| DESCRIPTION OF THE TASK |
From the records below, transcribe only the lines running from the one with "noisiest to cleanest." through the one with "let prev_timestep = timestep.saturating_sub(self.step_ratio);". Keep both of those end lines.

| THE DATA |
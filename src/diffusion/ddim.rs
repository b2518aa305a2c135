//! # Denoising Diffusion Implicit Models
//!
//! Deterministic (eta = 0) DDIM sampling with the scaled linear beta schedule
//! Stable Diffusion v1.5 was trained with, predicting the noise (epsilon).
//!
//! Denoising Diffusion Implicit Models, J. Song et al, 2020.
//! https://arxiv.org/abs/2010.02502
use tch::Tensor;

const TRAIN_TIMESTEPS: usize = 1000;
const BETA_START: f64 = 0.00085;
const BETA_END: f64 = 0.012;
const STEPS_OFFSET: usize = 1;

#[derive(Debug, Clone)]
pub struct DdimScheduler {
    timesteps: Vec<usize>,
    alphas_cumprod: Vec<f64>,
    step_ratio: usize,
}

impl DdimScheduler {
    /// A schedule of `inference_steps` steps, clamped to `1..=1000`.
    pub fn new(inference_steps: usize) -> Self {
        let steps = inference_steps.clamp(1, TRAIN_TIMESTEPS);
        let step_ratio = TRAIN_TIMESTEPS / steps;
        let timesteps = (0..steps).map(|s| s * step_ratio + STEPS_OFFSET).rev().collect();
        let (start, end) = (BETA_START.sqrt(), BETA_END.sqrt());
        let mut alpha_prod = 1.;
        let alphas_cumprod = (0..TRAIN_TIMESTEPS)
            .map(|i| {
                let beta = start + (end - start) * i as f64 / (TRAIN_TIMESTEPS - 1) as f64;
                alpha_prod *= 1. - beta * beta;
                alpha_prod
            })
            .collect();
        Self { timesteps, alphas_cumprod, step_ratio }
    }

    /// Timesteps in the order they are visited, from noisiest to cleanest.
    pub fn timesteps(&self) -> &[usize] {
        &self.timesteps
    }

    pub fn init_noise_sigma(&self) -> f64 {
        1.
    }

    fn alpha_prod(&self, timestep: usize) -> f64 {
        self.alphas_cumprod[timestep.min(TRAIN_TIMESTEPS - 1)]
    }

    /// Moves `sample` from `timestep` to the previous timestep given the
    /// predicted noise.
    pub fn step(&self, noise_pred: &Tensor, timestep: usize, sample: &Tensor) -> Tensor {
        let prev_timestep = timestep.saturating_sub(self.step_ratio);
        let alpha_prod_t = self.alpha_prod(timestep);
        let alpha_prod_prev = self.alpha_prod(prev_timestep);
        let pred_original = (sample - (1. - alpha_prod_t).sqrt() * noise_pred) / alpha_prod_t.sqrt();
        let direction = (1. - alpha_prod_prev).sqrt() * noise_pred;
        alpha_prod_prev.sqrt() * pred_original + direction
    }
}

#[cfg(test)]
mod tests {
    use super::*;

    #[test]
    fn timesteps_are_evenly_spaced() {
        let scheduler = DdimScheduler::new(20);
        let timesteps = scheduler.timesteps();
        assert_eq!(timesteps.len(), 20);
        assert_eq!(timesteps[0], 951);
        assert_eq!(timesteps[1], 901);
        assert_eq!(timesteps[19], 1);
        assert_eq!(DdimScheduler::new(0).timesteps(), [1]);
        assert_eq!(DdimScheduler::new(5000).timesteps().len(), 1000);
    }

    #[test]
    fn noise_schedule_is_decreasing() {
        let scheduler = DdimScheduler::new(10);
        let a = &scheduler.alphas_cumprod;
        assert!((a[0] - (1. - BETA_START)).abs() < 1e-9);
        assert!(a.windows(2).all(|w| w[1] < w[0]));
        assert!(a[999] > 0. && a[999] < 0.01);
    }

    #[test]
    fn step_without_noise_rescales() {
        let scheduler = DdimScheduler::new(20);
        let sample = Tensor::ones([1, 4, 2, 2], tch::kind::FLOAT_CPU);
        let noise = sample.zeros_like();
        let prev = scheduler.step(&noise, 951, &sample);
        let expected = (scheduler.alpha_prod(901) / scheduler.alpha_prod(951)).sqrt();
        let got = prev.double_value(&[0, 0, 0, 0]);
        assert!((got - expected).abs() < 1e-4, "{got} {expected}");
    }
}
//! # Provisioning
//!
//! Makes sure every asset is on disk, then builds the [`Registry`]: the base
//! model is loaded once and composed with one ControlNet per control type
//! whose files are available.
//!
//! Online, a failed download aborts provisioning. Offline, nothing is
//! downloaded and control types with missing files are left out, except for
//! the base model files which are always required.
use crate::annotator::{DepthEstimator, MidasEstimator};
use crate::assets::{self, AssetLayout, BaseAssets, ControlAssets, Fetcher, ModelAsset};
use crate::controlnet;
use crate::error::{Error, Result};
use crate::pipeline::{BaseModel, ControlNetPipeline, Pipeline};
use crate::registry::Registry;
use crate::settings::Settings;
use crate::utils::DeviceSetup;
use std::rc::Rc;

/// Builds the runtime objects from files already on disk.
pub trait PipelineFactory {
    /// Whatever the pipelines share, loaded once per provisioning.
    type Base;

    fn load_base(&self, assets: &BaseAssets) -> Result<Self::Base>;

    fn build_pipeline(&self, base: &Self::Base, assets: &ControlAssets)
        -> Result<Box<dyn Pipeline>>;

    fn load_depth_estimator(&self, asset: &ModelAsset) -> Result<Box<dyn DepthEstimator>>;
}

/// Loads the Torch models, placing them according to the settings.
#[derive(Debug, Clone)]
pub struct TorchFactory {
    devices: DeviceSetup,
    sliced_attention_size: Option<i64>,
}

impl TorchFactory {
    pub fn new(settings: &Settings) -> Self {
        Self {
            devices: DeviceSetup::new(settings.cpu.clone()),
            sliced_attention_size: settings.sliced_attention_size,
        }
    }
}

impl PipelineFactory for TorchFactory {
    type Base = Rc<BaseModel>;

    fn load_base(&self, assets: &BaseAssets) -> Result<Self::Base> {
        let base = BaseModel::load(assets, &self.devices, self.sliced_attention_size)?;
        Ok(Rc::new(base))
    }

    fn build_pipeline(
        &self,
        base: &Self::Base,
        assets: &ControlAssets,
    ) -> Result<Box<dyn Pipeline>> {
        log::info!("Building the {} controlnet.", assets.control_type);
        let controlnet = controlnet::load(assets, base.unet_device(), self.sliced_attention_size)?;
        Ok(Box::new(ControlNetPipeline::new(Rc::clone(base), controlnet)))
    }

    fn load_depth_estimator(&self, asset: &ModelAsset) -> Result<Box<dyn DepthEstimator>> {
        log::info!("Building the depth estimator.");
        let estimator = MidasEstimator::load(&asset.path, self.devices.get("annotator"))?;
        Ok(Box::new(estimator))
    }
}

fn available(asset: &ModelAsset, fetcher: Option<&dyn Fetcher>) -> Result<bool> {
    Ok(assets::ensure(asset, fetcher)?.is_available())
}

/// Fetches what is missing and builds the registry. With `settings.offline`
/// set, `fetcher` is never used.
pub fn provision<F: PipelineFactory>(
    settings: &Settings,
    fetcher: &dyn Fetcher,
    factory: &F,
) -> Result<Registry> {
    let layout = AssetLayout::new(&settings.models_dir);
    let fetcher = if settings.offline { None } else { Some(fetcher) };

    let mut present = vec![];
    for control in layout.controls() {
        let mut complete = true;
        for asset in control.files() {
            complete &= available(asset, fetcher)?;
        }
        if complete {
            present.push(control);
        } else {
            log::warn!("Skipping {}, its controlnet files are missing.", control.control_type);
        }
    }
    for asset in layout.base.files() {
        if !available(asset, fetcher)? {
            return Err(Error::MissingAsset(asset.path.clone()));
        }
    }
    let needs_depth = present.iter().any(|c| c.control_type.needs_depth_estimator());
    if needs_depth && !available(&layout.depth_estimator, fetcher)? {
        present.retain(|c| {
            let keep = !c.control_type.needs_depth_estimator();
            if !keep {
                log::warn!("Skipping {}, the depth estimator is missing.", c.control_type);
            }
            keep
        });
    }

    let base = factory.load_base(&layout.base)?;
    let mut builder = Registry::builder();
    if present.iter().any(|c| c.control_type.needs_depth_estimator()) {
        builder = builder.depth_estimator(factory.load_depth_estimator(&layout.depth_estimator)?);
    }
    for control in present {
        builder = builder.pipeline(control.control_type, factory.build_pipeline(&base, control)?);
    }
    let registry = builder.build();
    if registry.is_empty() {
        log::warn!("No control type could be provisioned.");
    } else {
        let types: Vec<String> = registry.control_types().iter().map(|t| t.to_string()).collect();
        log::info!("Registered control types: {}.", types.join(", "));
    }
    Ok(registry)
}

| EXERCISE SOLUTION |
    /// Timesteps in the order they are visited, from noisiest to cleanest.
    pub fn timesteps(&self) -> &[usize] {
        &self.timesteps
    }

    pub fn init_noise_sigma(&self) -> f64 {
        1.
    }

    fn alpha_prod(&self, timestep: usize) -> f64 {
        self.alphas_cumprod[timestep.min(TRAIN_TIMESTEPS - 1)]
    }

    /// Moves `sample` from `timestep` to the previous timestep given the
    /// predicted noise.
    pub fn step(&self, noise_pred: &Tensor, timestep: usize, sample: &Tensor) -> Tensor {
        let prev_timestep = timestep.saturating_sub(self.step_ratio);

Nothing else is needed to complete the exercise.